---------- Provided data ----------

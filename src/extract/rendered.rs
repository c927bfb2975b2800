//! Rendered extractor: reads metadata from a live page in the shared browser
//!
//! Per request: open a blank tab, set the unfurl-bot user agent, intercept
//! requests to drop images and fonts, navigate, wait for
//! `DOMContentLoaded`, then answer every resolution probe in one in-page
//! evaluation. The tab is closed on every exit path by `PageGuard`.

use async_trait::async_trait;
use chromiumoxide::Page;
use chromiumoxide_cdp::cdp::browser_protocol::emulation::SetUserAgentOverrideParams;
use chromiumoxide_cdp::cdp::browser_protocol::fetch::{
    ContinueRequestParams, EnableParams as FetchEnableParams, EventRequestPaused,
    FailRequestParams,
};
use chromiumoxide_cdp::cdp::browser_protocol::network::{ErrorReason, ResourceType};
use chromiumoxide_cdp::cdp::browser_protocol::page::{EventDomContentEventFired, NavigateParams};
use futures::StreamExt;
use std::sync::Arc;
use tokio::task::JoinHandle;
use tracing::{debug, trace, warn};

use super::MetadataSource;
use super::page_guard::PageGuard;
use crate::RenderConfig;
use crate::browser::{BrowserError, BrowserResult};
use crate::dom::{Probe, SnapshotDom, probe_script};
use crate::manager::BrowserManager;
use crate::metadata::PageMetadata;
use crate::resolve::{all_probes, resolve};
use crate::url_shape::NormalizedUrl;
use crate::utils::errors::UnfurlResult;

/// Browser operations the rendered extractor needs
///
/// `open_page` hands out a page that the caller must pass back to
/// `close_page` exactly once; the extractor's page guard enforces that.
#[async_trait]
pub trait RenderBackend: Send + Sync + 'static {
    type Page: Send + 'static;

    async fn open_page(&self) -> BrowserResult<Self::Page>;

    /// Prepare the page, navigate to `url` and answer `probes` in order
    async fn load_and_probe(
        &self,
        page: &mut Self::Page,
        url: &NormalizedUrl,
        config: &RenderConfig,
        probes: &[Probe],
    ) -> BrowserResult<Vec<Option<String>>>;

    /// Release the page; failures are logged, never returned
    async fn close_page(&self, page: Self::Page);
}

pub struct RenderedExtractor<B: RenderBackend = BrowserManager> {
    backend: Arc<B>,
    config: RenderConfig,
}

impl<B: RenderBackend> RenderedExtractor<B> {
    pub fn new(backend: Arc<B>, config: RenderConfig) -> Self {
        Self { backend, config }
    }

    async fn render(&self, url: &NormalizedUrl) -> BrowserResult<PageMetadata> {
        let page = self.backend.open_page().await?;
        let mut guard = PageGuard::new(Arc::clone(&self.backend), page, url.to_string());

        let probes = all_probes();
        let result = guard.load_and_probe(url, &self.config, &probes).await;
        guard.close().await;

        let dom = SnapshotDom::from_values(&probes, result?);
        Ok(resolve(&dom, url))
    }
}

#[async_trait]
impl<B: RenderBackend> MetadataSource for RenderedExtractor<B> {
    async fn extract(&self, url: &NormalizedUrl) -> UnfurlResult<PageMetadata> {
        Ok(self.render(url).await?)
    }

    fn name(&self) -> &'static str {
        "rendered"
    }
}

/// A tab on the shared browser plus its request interceptor
pub struct LivePage {
    page: Page,
    interceptor: Option<JoinHandle<()>>,
}

#[async_trait]
impl RenderBackend for BrowserManager {
    type Page = LivePage;

    async fn open_page(&self) -> BrowserResult<LivePage> {
        Ok(LivePage {
            page: self.new_page().await?,
            interceptor: None,
        })
    }

    async fn load_and_probe(
        &self,
        live: &mut LivePage,
        url: &NormalizedUrl,
        config: &RenderConfig,
        probes: &[Probe],
    ) -> BrowserResult<Vec<Option<String>>> {
        live.page
            .execute(SetUserAgentOverrideParams::new(config.user_agent.clone()))
            .await
            .map_err(|e| BrowserError::PageCreationFailed(format!("set user agent: {e}")))?;

        let blocked = blocked_resources(config);
        if !blocked.is_empty() {
            let interceptor = spawn_interceptor(&live.page, blocked).await?;
            if let Some(previous) = live.interceptor.replace(interceptor) {
                previous.abort();
            }
        }

        navigate(&live.page, url).await?;

        let script = probe_script(probes)
            .map_err(|e| BrowserError::EvaluationFailed(format!("probe script: {e}")))?;
        live.page
            .evaluate(script)
            .await
            .map_err(|e| BrowserError::EvaluationFailed(e.to_string()))?
            .into_value()
            .map_err(|e| BrowserError::EvaluationFailed(format!("unexpected probe result: {e}")))
    }

    async fn close_page(&self, live: LivePage) {
        if let Some(task) = live.interceptor {
            task.abort();
        }
        if let Err(e) = live.page.close().await {
            warn!("Failed to close page: {}", e);
        }
    }
}

/// Resource types aborted during load
pub(crate) fn blocked_resources(config: &RenderConfig) -> Vec<ResourceType> {
    let mut blocked = Vec::with_capacity(2);
    if config.block_images {
        blocked.push(ResourceType::Image);
    }
    if config.block_fonts {
        blocked.push(ResourceType::Font);
    }
    blocked
}

/// Pause every request and fail the blocked types with `BlockedByClient`
///
/// The listener is registered before `Fetch.enable` so no paused request is
/// missed (a missed one would hang the navigation).
async fn spawn_interceptor(
    page: &Page,
    blocked: Vec<ResourceType>,
) -> BrowserResult<JoinHandle<()>> {
    let mut paused = page
        .event_listener::<EventRequestPaused>()
        .await
        .map_err(|e| BrowserError::PageCreationFailed(format!("request listener: {e}")))?;

    page.execute(FetchEnableParams::default())
        .await
        .map_err(|e| BrowserError::PageCreationFailed(format!("enable interception: {e}")))?;

    let page = page.clone();
    Ok(tokio::spawn(async move {
        while let Some(event) = paused.next().await {
            let outcome = if blocked.contains(&event.resource_type) {
                trace!("Blocking {:?} request {}", event.resource_type, event.request.url);
                page.execute(FailRequestParams::new(
                    event.request_id.clone(),
                    ErrorReason::BlockedByClient,
                ))
                .await
                .map(|_| ())
            } else {
                page.execute(ContinueRequestParams::new(event.request_id.clone()))
                    .await
                    .map(|_| ())
            };

            // Requests die with their page; nothing to recover
            if let Err(e) = outcome {
                trace!("Interception reply failed: {}", e);
            }
        }
    }))
}

/// Navigate and wait for `DOMContentLoaded`, not network idle
async fn navigate(page: &Page, url: &NormalizedUrl) -> BrowserResult<()> {
    let mut dom_ready = page
        .event_listener::<EventDomContentEventFired>()
        .await
        .map_err(|e| BrowserError::NavigationFailed(format!("load listener: {e}")))?;

    let response = page
        .execute(NavigateParams::new(url.as_str()))
        .await
        .map_err(|e| BrowserError::NavigationFailed(format!("{url}: {e}")))?;

    if let Some(error_text) = response.result.error_text.as_deref() {
        return Err(BrowserError::NavigationFailed(format!("{url}: {error_text}")));
    }

    match dom_ready.next().await {
        Some(_) => {
            debug!("DOMContentLoaded for {}", url);
            Ok(())
        }
        None => Err(BrowserError::NavigationFailed(format!(
            "{url}: page closed before DOMContentLoaded"
        ))),
    }
}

----------

Work instruction:
Look over the records above and say, with no extra words, how many lines include "impl".

Result below:
3